Task requirements =>
Restate, word for word, the lines from the opening line of the data through the line containing "recorded in the", both included, and nothing else.

Records shown =>
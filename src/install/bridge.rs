//! The docker-wyze-bridge application directory.

use std::fs;
use std::path::{Path, PathBuf};

use log::{debug, info, warn};

use super::account::ServiceAccount;
use super::env_file;
use super::file_ops::{give_to, set_mode};
use crate::download::{self, Arch, ExtractFilter, ReleaseRef};
use crate::error::{InstallResult, InstallerError};

/// Hard-coded relay path inside the upstream container image.
const CONTAINER_MEDIAMTX: &str = "/app/mediamtx";

const APP_ENV_TEMPLATE: &str = "\
# [OPTIONAL] Credentials can be set in the WebUI
# API Key and ID can be obtained from the wyze dev portal:
# https://developer-api-console.wyze.com/#/apikey/view
#WYZE_EMAIL=
#WYZE_PASSWORD=
#API_ID=
#API_KEY=

# WebUI and Stream authentication:
# Set WB_AUTH to false to disable web and stream auth.
WB_AUTH=True
# WB_USERNAME=
# WB_PASSWORD=
# STREAM_AUTH=

## Additional Options can be configured here, as per
## https://github.com/mrlt8/docker-wyze-bridge/wiki/Advanced-Option
";

#[derive(Debug, Clone)]
pub struct BridgeApp {
    path: PathBuf,
}

impl BridgeApp {
    pub fn new(path: impl Into<PathBuf>) -> Self {
        Self { path: path.into() }
    }

    pub fn path(&self) -> &Path {
        &self.path
    }

    /// The `.env` shipped with (and versioned by) the application.
    pub fn env_file(&self) -> PathBuf {
        self.path.join(".env")
    }

    pub fn requirements(&self) -> PathBuf {
        self.path.join("requirements.txt")
    }

    pub fn is_installed(&self) -> bool {
        self.path.join("frontend.py").is_file()
    }

    /// `VERSION` recorded in the application's `.env`.
    pub fn installed_version(&self) -> InstallResult<Option<String>> {
        if !self.is_installed() {
            return Ok(None);
        }
        env_file::read_key(&self.env_file(), "VERSION")
    }

    /// Download `release` and extract its `app/` tree into the application path.
    pub async fn install(&self, client: &reqwest::Client, release: &ReleaseRef) -> InstallResult<()> {
        info!("Installing docker-wyze-bridge v{} to {}", release.version, self.path.display());

        let data = download::download(client, release).await?;
        let written = download::unpack(
            data,
            self.path.clone(),
            ExtractFilter::containing("/app/").strip(2),
        )
        .await?;
        debug!("Extracted {} files", written.len());

        if !self.is_installed() {
            return Err(InstallerError::Network(format!(
                "release {} did not contain the application frontend",
                release.version
            )));
        }

        env_file::update_key(&self.env_file(), "VERSION", &release.version)
    }

    /// Delete the application directory ahead of a clean reinstall.
    pub fn remove(&self) -> InstallResult<()> {
        if self.path.exists() {
            info!("Removing {}", self.path.display());
            fs::remove_dir_all(&self.path).map_err(|e| InstallerError::fs(&self.path, e))?;
        }
        Ok(())
    }

    /// Point the relay launcher at the real mediamtx binary.
    ///
    /// Returns whether the launcher was modified.
    pub fn patch_mediamtx_path(&self, binary: &Path) -> InstallResult<bool> {
        let launcher = self.path.join("wyzebridge").join("mtx_server.py");
        if !launcher.is_file() {
            debug!("No relay launcher at {}, nothing to patch", launcher.display());
            return Ok(false);
        }
        let source = fs::read_to_string(&launcher).map_err(|e| InstallerError::fs(&launcher, e))?;

        let patched = patch_path(&source, &binary.to_string_lossy());
        if patched == source {
            return Ok(false);
        }

        info!("Patching {} to use {}", launcher.display(), binary.display());
        fs::write(&launcher, patched).map_err(|e| InstallerError::fs(&launcher, e))?;
        Ok(true)
    }
}

fn patch_path(source: &str, binary: &str) -> String {
    if binary == CONTAINER_MEDIAMTX {
        return source.to_string();
    }
    source.replace(CONTAINER_MEDIAMTX, binary)
}

/// Copy the bundled IOTC library for `arch` to `dest` when missing or stale.
pub fn install_iotc_library(app_path: &Path, arch: Arch, dest: &Path) -> InstallResult<bool> {
    let source = app_path.join("lib").join(arch.iotc_library());
    let wanted = fs::read(&source).map_err(|e| InstallerError::fs(&source, e))?;

    if dest.is_file() {
        let current = fs::read(dest).map_err(|e| InstallerError::fs(dest, e))?;
        if current == wanted {
            debug!("{} is up to date", dest.display());
            return Ok(false);
        }
    }

    info!("Installing IOTC library {} to {}", source.display(), dest.display());
    if let Some(parent) = dest.parent() {
        fs::create_dir_all(parent).map_err(|e| InstallerError::fs(parent, e))?;
    }
    fs::write(dest, wanted).map_err(|e| InstallerError::fs(dest, e))?;
    set_mode(dest, 0o755)?;
    Ok(true)
}

/// Create the user-editable app env file unless it already exists.
///
/// Only the file is handed to `owner`; a newly created parent stays with the
/// installer at mode 0750.
pub fn write_app_env_template(path: &Path, owner: &ServiceAccount) -> InstallResult<bool> {
    if path.exists() {
        info!("Keeping existing configuration at {}", path.display());
        return Ok(false);
    }

    if let Some(parent) = path.parent()
        && !parent.is_dir()
    {
        fs::create_dir_all(parent).map_err(|e| InstallerError::fs(parent, e))?;
        set_mode(parent, 0o750)?;
    }

    info!("Creating application configuration file: {}", path.display());
    fs::write(path, APP_ENV_TEMPLATE).map_err(|e| InstallerError::fs(path, e))?;
    set_mode(path, 0o600)?;
    if let Err(e) = give_to(path, owner) {
        warn!("Could not hand {} to {}: {e}", path.display(), owner.name);
    }
    Ok(true)
}

#[cfg(test)]
mod tests {
    use super::*;
    use nix::unistd::{Gid, Uid};
    use std::os::unix::fs::{MetadataExt, PermissionsExt};

    fn current_account() -> ServiceAccount {
        ServiceAccount {
            name: "current".to_string(),
            uid: Uid::current(),
            gid: Gid::current(),
            home: PathBuf::from("/tmp"),
        }
    }

    fn fake_install(dir: &Path) -> BridgeApp {
        fs::create_dir_all(dir.join("wyzebridge")).unwrap();
        fs::write(dir.join("frontend.py"), "app = None\n").unwrap();
        fs::write(dir.join(".env"), "VERSION=2.9.12\nMTX_TAG=1.8.0\n").unwrap();
        fs::write(
            dir.join("wyzebridge/mtx_server.py"),
            "cmd = \"/app/mediamtx /app/mediamtx.yml\"\n",
        )
        .unwrap();
        BridgeApp::new(dir)
    }

    #[test]
    fn test_installed_version() {
        let dir = tempfile::tempdir().unwrap();
        let app = BridgeApp::new(dir.path());
        assert_eq!(app.installed_version().unwrap(), None);

        let app = fake_install(dir.path());
        assert!(app.is_installed());
        assert_eq!(app.installed_version().unwrap().as_deref(), Some("2.9.12"));
    }

    #[test]
    fn test_patch_mediamtx_path() {
        let dir = tempfile::tempdir().unwrap();
        let app = fake_install(dir.path());
        let binary = Path::new("/srv/mediamtx/mediamtx");

        assert!(app.patch_mediamtx_path(binary).unwrap());
        let patched = fs::read_to_string(dir.path().join("wyzebridge/mtx_server.py")).unwrap();
        assert_eq!(
            patched,
            "cmd = \"/srv/mediamtx/mediamtx /srv/mediamtx/mediamtx.yml\"\n"
        );

        assert!(!app.patch_mediamtx_path(binary).unwrap());
    }

    #[test]
    fn test_patch_without_launcher_is_noop() {
        let dir = tempfile::tempdir().unwrap();
        fs::write(dir.path().join("frontend.py"), "app = None\n").unwrap();
        let app = BridgeApp::new(dir.path());

        assert!(!app.patch_mediamtx_path(Path::new("/srv/mediamtx/mediamtx")).unwrap());
        assert!(!dir.path().join("wyzebridge").exists());
    }

    #[test]
    fn test_iotc_library_copied_once() {
        let dir = tempfile::tempdir().unwrap();
        let app_path = dir.path().join("app");
        fs::create_dir_all(app_path.join("lib")).unwrap();
        fs::write(app_path.join("lib/lib.amd64"), b"\x7fELF").unwrap();
        let dest = dir.path().join("usr/local/lib/libIOTCAPIs_ALL.so");

        assert!(install_iotc_library(&app_path, Arch::Amd64, &dest).unwrap());
        assert!(!install_iotc_library(&app_path, Arch::Amd64, &dest).unwrap());
        assert_eq!(fs::read(&dest).unwrap(), b"\x7fELF");
    }

    #[test]
    fn test_app_env_template_not_clobbered() {
        let dir = tempfile::tempdir().unwrap();
        let path = dir.path().join("etc/app.env");
        let owner = current_account();

        assert!(write_app_env_template(&path, &owner).unwrap());
        let mode = fs::metadata(&path).unwrap().permissions().mode();
        assert_eq!(mode & 0o777, 0o600);

        fs::write(&path, "WYZE_EMAIL=me@example.com\n").unwrap();
        assert!(!write_app_env_template(&path, &owner).unwrap());
        assert_eq!(
            fs::read_to_string(&path).unwrap(),
            "WYZE_EMAIL=me@example.com\n"
        );
    }

    #[test]
    fn test_app_env_parent_stays_with_installer() {
        let dir = tempfile::tempdir().unwrap();
        let conf_dir = dir.path().join("etc/wyze-bridge");
        let nobody = ServiceAccount {
            name: "nobody".to_string(),
            uid: Uid::from_raw(65534),
            gid: Gid::from_raw(65534),
            home: PathBuf::from("/nonexistent"),
        };

        assert!(write_app_env_template(&conf_dir.join("app.env"), &nobody).unwrap());

        let meta = fs::metadata(&conf_dir).unwrap();
        assert_eq!(meta.uid(), Uid::current().as_raw());
        assert_eq!(meta.permissions().mode() & 0o777, 0o750);
    }

    #[tokio::test]
    async fn test_extract_filter_keeps_app_tree() {
        let dir = tempfile::tempdir().unwrap();
        let archive = download::tar_gz(&[
            ("mrlt8-docker-wyze-bridge-abc/README.md", b"readme"),
            ("mrlt8-docker-wyze-bridge-abc/app/frontend.py", b"app"),
            ("mrlt8-docker-wyze-bridge-abc/app/wyzebridge/mtx_server.py", b"x"),
        ]);
        let written = download::unpack(
            archive,
            dir.path().to_path_buf(),
            ExtractFilter::containing("/app/").strip(2),
        )
        .await
        .unwrap();

        assert_eq!(written.len(), 2);
        assert!(dir.path().join("frontend.py").is_file());
        assert!(dir.path().join("wyzebridge/mtx_server.py").is_file());
        assert!(!dir.path().join("README.md").exists());
    }
}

Solution to this exercise =>
filename src/install/bridge.rs
//! The docker-wyze-bridge application directory.

use std::fs;
use std::path::{Path, PathBuf};

use log::{debug, info, warn};

use super::account::ServiceAccount;
use super::env_file;
use super::file_ops::{give_to, set_mode};
use crate::download::{self, Arch, ExtractFilter, ReleaseRef};
use crate::error::{InstallResult, InstallerError};

/// Hard-coded relay path inside the upstream container image.
const CONTAINER_MEDIAMTX: &str = "/app/mediamtx";

const APP_ENV_TEMPLATE: &str = "\
# [OPTIONAL] Credentials can be set in the WebUI
# API Key and ID can be obtained from the wyze dev portal:
# https://developer-api-console.wyze.com/#/apikey/view
#WYZE_EMAIL=
#WYZE_PASSWORD=
#API_ID=
#API_KEY=

# WebUI and Stream authentication:
# Set WB_AUTH to false to disable web and stream auth.
WB_AUTH=True
# WB_USERNAME=
# WB_PASSWORD=
# STREAM_AUTH=

## Additional Options can be configured here, as per
## https://github.com/mrlt8/docker-wyze-bridge/wiki/Advanced-Option
";

#[derive(Debug, Clone)]
pub struct BridgeApp {
    path: PathBuf,
}

impl BridgeApp {
    pub fn new(path: impl Into<PathBuf>) -> Self {
        Self { path: path.into() }
    }

    pub fn path(&self) -> &Path {
        &self.path
    }

    /// The `.env` shipped with (and versioned by) the application.
    pub fn env_file(&self) -> PathBuf {
        self.path.join(".env")
    }

    pub fn requirements(&self) -> PathBuf {
        self.path.join("requirements.txt")
    }

    pub fn is_installed(&self) -> bool {
        self.path.join("frontend.py").is_file()
    }

    /// `VERSION` recorded in the application's `.env`.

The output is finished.